Segment Start: EXTRACTED DATA

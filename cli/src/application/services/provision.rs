//! Instance provisioning: create, wait until active, resolve the address.
//!
//! Imports only from `crate::domain` and `crate::application::ports`.
//! All waits go through `tokio::time` so tests can run on a paused clock.

use std::time::Duration;

use anyhow::{Context, Result};

use crate::application::ports::{InstanceSpec, InstanceStatus, ProgressReporter, Provisioner};
use crate::domain::ProvisioningError;

/// Fixed-interval activation polling.
#[derive(Debug, Clone, Copy, PartialEq, Eq)]
pub struct PollPolicy {
    /// Delay before each status check.
    pub interval: Duration,
    /// Give up after this long. `None` polls forever.
    pub timeout: Option<Duration>,
}

impl Default for PollPolicy {
    fn default() -> Self {
        Self {
            interval: Duration::from_secs(5),
            timeout: Some(Duration::from_secs(600)),
        }
    }
}

/// Fixed pauses around instance readiness.
///
/// These are guesses at when SSH becomes reachable after the provider
/// reports the instance active, not readiness checks.
#[derive(Debug, Clone, Copy, PartialEq, Eq)]
pub struct Timings {
    /// Pause after registering a new instance, before the first command.
    pub settle: Duration,
    /// Pause before each blue-green bootstrap install.
    pub install_pause: Duration,
    /// Pause before each `command` task during `init` setup.
    pub setup_command_pause: Duration,
    /// Activation polling.
    pub poll: PollPolicy,
}

impl Default for Timings {
    fn default() -> Self {
        Self {
            settle: Duration::from_secs(30),
            install_pause: Duration::from_secs(5),
            setup_command_pause: Duration::from_secs(5),
            poll: PollPolicy::default(),
        }
    }
}

/// A created, active instance.
#[derive(Debug, Clone, PartialEq, Eq)]
pub struct ProvisionedInstance {
    pub id: u64,
    pub address: String,
}

/// Poll the instance status every `policy.interval` until it is active.
///
/// The first check happens one interval after the call.
///
/// # Errors
///
/// Returns an error if a status call fails, or
/// `ProvisioningError::ActivationTimeout` once `policy.timeout` has elapsed.
pub async fn wait_until_active(
    provisioner: &impl Provisioner,
    id: u64,
    policy: &PollPolicy,
) -> Result<()> {
    let started = tokio::time::Instant::now();
    loop {
        tokio::time::sleep(policy.interval).await;
        let status = provisioner
            .status(id)
            .await
            .with_context(|| format!("checking status of instance {id}"))?;
        tracing::debug!(id, ?status, "instance status");
        if status == InstanceStatus::Active {
            return Ok(());
        }
        if let Some(timeout) = policy.timeout {
            let waited = started.elapsed();
            if waited >= timeout {
                return Err(ProvisioningError::ActivationTimeout {
                    id,
                    waited_secs: waited.as_secs(),
                }
                .into());
            }
        }
    }
}

/// Create an instance, wait for it to become active and fetch its address.
///
/// A failure after creation leaves the instance running; nothing is torn down.
///
/// # Errors
///
/// Returns an error if creation, polling or the address lookup fails.
pub async fn provision_instance(
    provisioner: &impl Provisioner,
    spec: &InstanceSpec<'_>,
    policy: &PollPolicy,
    reporter: &impl ProgressReporter,
) -> Result<ProvisionedInstance> {
    let id = provisioner
        .create(spec)
        .await
        .with_context(|| format!("creating instance '{}'", spec.name))?;
    reporter.success(&format!("Instance {id} created"));

    reporter.step(&format!("Waiting for the {} to be active...", spec.name));
    wait_until_active(provisioner, id, policy).await?;

    let address = provisioner
        .address(id)
        .await
        .with_context(|| format!("resolving address of instance {id}"))?;
    reporter.success(&format!("Instance {id} is active at {address}"));
    Ok(ProvisionedInstance { id, address })
}

/// Sleep for `duration`, telling the operator why.
pub async fn settle(reporter: &impl ProgressReporter, duration: Duration, before: &str) {
    if duration.is_zero() {
        return;
    }
    reporter.step(&format!(
        "Waiting for {} seconds before {before}...",
        duration.as_secs()
    ));
    tokio::time::sleep(duration).await;
}
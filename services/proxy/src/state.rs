//! Shared proxy state: the fixed upstream pair and the current target.
//!
//! The health-check loop is the only writer of the target; every request
//! handler reads it. The target lives in an atomic so a read never observes a
//! half-written value and no lock is held across a forward.

use std::sync::atomic::{AtomicU8, Ordering};

use ferry_common::{ProxyConfig, Slot};

/// Fixed Blue/Green upstream base URLs, assigned once at startup.
#[derive(Debug, Clone, PartialEq, Eq)]
pub struct Upstreams {
    blue: String,
    green: String,
}

impl Upstreams {
    #[must_use]
    pub fn new(blue: impl Into<String>, green: impl Into<String>) -> Self {
        Self {
            blue: blue.into(),
            green: green.into(),
        }
    }

    /// Base URL of `slot`, without a trailing slash.
    #[must_use]
    pub fn url(&self, slot: Slot) -> &str {
        match slot {
            Slot::Blue => self.blue.trim_end_matches('/'),
            Slot::Green => self.green.trim_end_matches('/'),
        }
    }
}

impl From<&ProxyConfig> for Upstreams {
    fn from(config: &ProxyConfig) -> Self {
        Self::new(config.blue_url.clone(), config.green_url.clone())
    }
}

/// Atomic holder for the slot traffic is forwarded to.
#[derive(Debug)]
pub struct TargetCell(AtomicU8);

impl TargetCell {
    #[must_use]
    pub fn new(initial: Slot) -> Self {
        Self(AtomicU8::new(encode(initial)))
    }

    /// Slot traffic should be forwarded to right now.
    #[must_use]
    pub fn current(&self) -> Slot {
        decode(self.0.load(Ordering::Acquire))
    }

    /// Replace the target, returning the previous one.
    ///
    /// Only the health-check cycle calls this.
    pub(crate) fn set(&self, slot: Slot) -> Slot {
        decode(self.0.swap(encode(slot), Ordering::AcqRel))
    }
}

const fn encode(slot: Slot) -> u8 {
    match slot {
        Slot::Blue => 0,
        Slot::Green => 1,
    }
}

// Only `encode` ever writes the cell, so anything but 1 is Blue.
const fn decode(raw: u8) -> Slot {
    if raw == 1 { Slot::Green } else { Slot::Blue }
}

/// State shared between the health checker and the request handlers.
#[derive(Debug)]
pub struct ProxyState {
    pub upstreams: Upstreams,
    pub target: TargetCell,
    pub(crate) client: reqwest::Client,
}

impl ProxyState {
    /// New state targeting Blue, with a forwarding client that passes
    /// redirects through to the caller instead of following them.
    ///
    /// # Errors
    ///
    /// Returns an error if the HTTP client cannot be built.
    pub fn new(upstreams: Upstreams) -> anyhow::Result<Self> {
        let client = reqwest::Client::builder()
            .redirect(reqwest::redirect::Policy::none())
            .build()?;
        Ok(Self {
            upstreams,
            target: TargetCell::new(Slot::Blue),
            client,
        })
    }
}
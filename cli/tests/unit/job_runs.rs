//! Running jobs from parsed build files through the public library API.

#![allow(clippy::expect_used, clippy::unwrap_used)]

use std::path::PathBuf;
use std::time::Duration;

use ferry_cli::application::services::task_runner::{
    JobOutcome, JobReport, RunnerSettings, TaskRunner,
};
use ferry_cli::domain::{BuildFile, RemoteHost};

use crate::fakes::{Calls, FakeDeployer, FakePlaybooks, FakeShell, QuietReporter};

const BUILD_FILE: &str = r#"
setup:
  - apt: nodejs
jobs:
  lint:
    - git: https://example.com/app.git
    - eslint:
        dir: app
        rules:
          no-eval: error
          no-console: warn
  release:
    - command: docker build -t app .
    - playbook: deploy.yml
    - blue-green:
        healthcheck: /health
        steps:
          - command: docker run -d -p 5001:3000 app
          - command: docker run -d -p 5002:3000 app
    - command: echo done
"#;

fn host() -> RemoteHost {
    RemoteHost::new("192.0.2.10", "root", PathBuf::from("/keys/id_rsa"))
}

fn settings() -> RunnerSettings {
    RunnerSettings {
        playbook_dir: PathBuf::from("playbooks"),
        setup_command_pause: Duration::ZERO,
    }
}

#[tokio::test]
async fn test_release_job_runs_in_declared_order() {
    let build_file = BuildFile::from_yaml(BUILD_FILE).unwrap();
    let calls = Calls::default();
    let shell = FakeShell {
        calls: &calls,
        fail: None,
    };
    let playbooks = FakePlaybooks { calls: &calls };
    let deployer = FakeDeployer { calls: &calls };
    let reporter = QuietReporter::default();
    let runner = TaskRunner::new(&shell, &playbooks, &deployer, &reporter, settings());

    let outcome = runner.run(&build_file, "release", &host()).await.unwrap();

    assert_eq!(
        outcome,
        JobOutcome::Completed(JobReport {
            dispatched: 4,
            skipped: vec![],
        })
    );
    assert_eq!(
        calls.all(),
        vec![
            "192.0.2.10$ docker build -t app .".to_string(),
            format!(
                "192.0.2.10 playbook {}",
                PathBuf::from("playbooks").join("deploy.yml").display()
            ),
            "blue-green /health (2 steps)".to_string(),
            "192.0.2.10$ echo done".to_string(),
        ]
    );
}

#[tokio::test]
async fn test_lint_job_renders_rules_in_order() {
    let build_file = BuildFile::from_yaml(BUILD_FILE).unwrap();
    let calls = Calls::default();
    let shell = FakeShell {
        calls: &calls,
        fail: None,
    };
    let playbooks = FakePlaybooks { calls: &calls };
    let deployer = FakeDeployer { calls: &calls };
    let reporter = QuietReporter::default();
    let runner = TaskRunner::new(&shell, &playbooks, &deployer, &reporter, settings());

    runner.run(&build_file, "lint", &host()).await.unwrap();

    let all = calls.all();
    assert_eq!(all[0], "192.0.2.10$ git clone https://example.com/app.git");
    assert!(all[1].ends_with(r#"--rule "no-eval:error" --rule "no-console:warn""#));
}

#[tokio::test]
async fn test_absent_job_is_a_no_op() {
    let build_file = BuildFile::from_yaml(BUILD_FILE).unwrap();
    let calls = Calls::default();
    let shell = FakeShell {
        calls: &calls,
        fail: None,
    };
    let playbooks = FakePlaybooks { calls: &calls };
    let deployer = FakeDeployer { calls: &calls };
    let reporter = QuietReporter::default();
    let runner = TaskRunner::new(&shell, &playbooks, &deployer, &reporter, settings());

    let outcome = runner.run(&build_file, "nightly", &host()).await.unwrap();

    assert_eq!(outcome, JobOutcome::NotFound);
    assert!(calls.all().is_empty());
}

#[tokio::test]
async fn test_failure_stops_job_before_blue_green() {
    let build_file = BuildFile::from_yaml(BUILD_FILE).unwrap();
    let calls = Calls::default();
    let shell = FakeShell {
        calls: &calls,
        fail: Some("docker build -t app ."),
    };
    let playbooks = FakePlaybooks { calls: &calls };
    let deployer = FakeDeployer { calls: &calls };
    let reporter = QuietReporter::default();
    let runner = TaskRunner::new(&shell, &playbooks, &deployer, &reporter, settings());

    runner
        .run(&build_file, "release", &host())
        .await
        .expect_err("first command fails");

    assert_eq!(calls.all(), vec!["192.0.2.10$ docker build -t app .".to_string()]);
}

Segment End: EXTRACTED DATA

» **ABOUT THIS EXERCISE**: Only the lines of the data holding the string "every" are wanted; copy each of them.

» **OUTPUT FOR THIS EXERCISE**:
/// Poll the instance status every `policy.interval` until it is active.
//! The health-check loop is the only writer of the target; every request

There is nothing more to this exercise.